1. Put anything that ever existed in the current build/v2/* files at
the
root of the new build repo.
Easy enough
2. Put anything else in some form of "historical" branch using the path from "boost-root/"
? There's no "boost-root/" in SVN AFAIK
I did not mean it literally.. I was trying to refer to the root of the boost tree in svn (of which there are various). I.e. to just use the subpath from the boost root (for example tools/jam, or tools/build).
as the path in the new repo. (I don't care that much about the actual branch names other than to tell that they are there only as history).
But since I don't know git sufficiently.. I don't know if that's practically possible. Specifically I don't know if one can follow
history
back across branches.
Branches in Git are merely (reference-counted) labels for commits, each of which is the root of a history DAG.
When you merge branch A into branch B, you can follow history from B to the last commit on A when it was merged, and thence to all of that commit's ancestors. If no further commits are made to A, it looks like this:
/--> A --> A~1 ... B --> B~1 --> B~2 ... B~N < \--> B~(N+1) --> ...

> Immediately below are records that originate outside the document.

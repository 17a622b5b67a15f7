//! Event dispatch for the hook channel: a startup-time registry of
//! listeners, the per-request context with its message sink, and the
//! dispatcher that drives listeners for one authenticated event.

use std::{collections::HashMap, sync::Arc};

use parking_lot::Mutex;
use serde::{Deserialize, Serialize};
use thiserror::Error;
use tracing::{debug, info};

use crate::{
    protocol::{HookMessage, HookType},
    transaction,
};

/// An entry in the server's repository inventory.
#[derive(Debug, Clone, PartialEq, Eq, Serialize, Deserialize)]
pub struct Repository {
    pub id: String,
    pub name: String,
}

/// Repositories the server accepts hook events for, resolved by id.
/// Populated at startup and shared read-only with every connection.
#[derive(Debug, Default)]
pub struct RepositoryRegistry {
    repositories: HashMap<String, Repository>,
}

impl RepositoryRegistry {
    pub fn new(repositories: impl IntoIterator<Item = Repository>) -> Self {
        Self {
            repositories: repositories
                .into_iter()
                .map(|repository| (repository.id.clone(), repository))
                .collect(),
        }
    }

    pub fn resolve(&self, repository_id: &str) -> Option<&Repository> {
        self.repositories.get(repository_id)
    }
}

/// Failure modes a listener may surface. Domain errors carry their own
/// user-facing message; anything else crosses the wire as the literal
/// text "unknown error".
#[derive(Debug, Error)]
pub enum ListenerError {
    #[error("{message}")]
    Domain { code: String, message: String },
    #[error("unknown error")]
    Unknown(#[source] Box<dyn std::error::Error + Send + Sync>),
}

impl ListenerError {
    pub fn domain(code: impl Into<String>, message: impl Into<String>) -> Self {
        Self::Domain {
            code: code.into(),
            message: message.into(),
        }
    }

    pub fn unknown(source: impl Into<Box<dyn std::error::Error + Send + Sync>>) -> Self {
        Self::Unknown(source.into())
    }
}

#[derive(Debug, Error)]
pub enum DispatchError {
    #[error("repository {0} not found")]
    RepositoryNotFound(String),
    #[error("{message}")]
    Domain { code: String, message: String },
    #[error("unknown error")]
    Unknown(#[source] Box<dyn std::error::Error + Send + Sync>),
}

impl From<ListenerError> for DispatchError {
    fn from(err: ListenerError) -> Self {
        match err {
            ListenerError::Domain { code, message } => Self::Domain { code, message },
            ListenerError::Unknown(source) => Self::Unknown(source),
        }
    }
}

/// Hook detail handed to listeners. Messages appended through the sink
/// are relayed to the end user in emission order.
pub struct HookContext {
    repository_id: String,
    hook_type: HookType,
    node: Option<String>,
    messages: Mutex<Vec<HookMessage>>,
}

impl HookContext {
    pub fn new(repository_id: impl Into<String>, hook_type: HookType, node: Option<String>) -> Self {
        Self {
            repository_id: repository_id.into(),
            hook_type,
            node,
            messages: Mutex::new(Vec::new()),
        }
    }

    pub fn repository_id(&self) -> &str {
        &self.repository_id
    }

    pub fn hook_type(&self) -> HookType {
        self.hook_type
    }

    /// Changeset the event refers to, when the VCS supplied one.
    pub fn node(&self) -> Option<&str> {
        self.node.as_deref()
    }

    pub fn note(&self, text: impl Into<String>) {
        self.messages.lock().push(HookMessage::note(text));
    }

    pub fn error(&self, text: impl Into<String>) {
        self.messages.lock().push(HookMessage::error(text));
    }

    pub fn into_messages(self) -> Vec<HookMessage> {
        self.messages.into_inner()
    }
}

pub trait HookListener: Send + Sync {
    fn on_event(&self, context: &HookContext) -> Result<(), ListenerError>;
}

/// Adapts a closure into a listener registration.
pub fn from_fn<F>(f: F) -> Arc<dyn HookListener>
where
    F: Fn(&HookContext) -> Result<(), ListenerError> + Send + Sync + 'static,
{
    struct FnListener<F>(F);

    impl<F> HookListener for FnListener<F>
    where
        F: Fn(&HookContext) -> Result<(), ListenerError> + Send + Sync + 'static,
    {
        fn on_event(&self, context: &HookContext) -> Result<(), ListenerError> {
            (self.0)(context)
        }
    }

    Arc::new(FnListener(f))
}

#[derive(Debug, Clone, PartialEq, Eq)]
pub enum RepositoryScope {
    All,
    Repository(String),
}

impl RepositoryScope {
    fn matches(&self, repository_id: &str) -> bool {
        match self {
            Self::All => true,
            Self::Repository(id) => id == repository_id,
        }
    }
}

struct Registration {
    hook_type: HookType,
    scope: RepositoryScope,
    listener: Arc<dyn HookListener>,
}

/// Ordered listener registrations, populated at startup and never
/// mutated per-request.
#[derive(Default)]
pub struct HookRegistry {
    registrations: Vec<Registration>,
}

impl HookRegistry {
    pub fn new() -> Self {
        Self::default()
    }

    pub fn register(
        &mut self,
        hook_type: HookType,
        scope: RepositoryScope,
        listener: Arc<dyn HookListener>,
    ) {
        self.registrations.push(Registration {
            hook_type,
            scope,
            listener,
        });
    }

    fn matching<'a>(
        &'a self,
        hook_type: HookType,
        repository_id: &'a str,
    ) -> impl Iterator<Item = &'a Arc<dyn HookListener>> {
        self.registrations
            .iter()
            .filter(move |registration| {
                registration.hook_type == hook_type && registration.scope.matches(repository_id)
            })
            .map(|registration| &registration.listener)
    }
}

/// Resolves the repository and drives the matching listeners for one
/// event, in registration order, synchronously on the calling task.
/// The first listener error stops dispatch; deciding abort/continue is
/// left to the response builder.
pub struct HookDispatcher {
    repositories: Arc<RepositoryRegistry>,
    registry: Arc<HookRegistry>,
}

impl HookDispatcher {
    pub fn new(repositories: Arc<RepositoryRegistry>, registry: Arc<HookRegistry>) -> Self {
        Self {
            repositories,
            registry,
        }
    }

    pub fn dispatch(&self, context: &HookContext) -> Result<(), DispatchError> {
        let repository = self
            .repositories
            .resolve(context.repository_id())
            .ok_or_else(|| DispatchError::RepositoryNotFound(context.repository_id().to_string()))?;
        debug!(
            repository = %repository.name,
            hook = %context.hook_type(),
            "dispatching hook event"
        );
        for listener in self.registry.matching(context.hook_type(), context.repository_id()) {
            listener.on_event(context)?;
        }
        Ok(())
    }
}

/// Built-in listener that records every event in the server log,
/// including the transaction id active for the dispatch.
pub struct LogListener;

impl HookListener for LogListener {
    fn on_event(&self, context: &HookContext) -> Result<(), ListenerError> {
        info!(
            repository = %context.repository_id(),
            hook = %context.hook_type(),
            node = context.node().unwrap_or("-"),
            transaction_id = transaction::current().as_deref().unwrap_or("-"),
            "hook event received"
        );
        Ok(())
    }
}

If you mean something else by "follow history," I guess you'd better explain.
I mean whatever command I would use to do a diff between any two arbitrary versions of a single file. I.e. I only care about seeing *all* the diffs for say the "jam.h" file regardless of what branch the history happened in. In svn terms it would be following the history across copies (which is what the branches are in svn). Hence I would see all the history here < https://github.com/boostorg/build/commits/master/build/v2/engine/jam.h> event if the commit did not occur in the master branch (because the file didn't exist in the branch and was copied from another branch).
Which I guess means that.. Yes that's what I mean by history :-)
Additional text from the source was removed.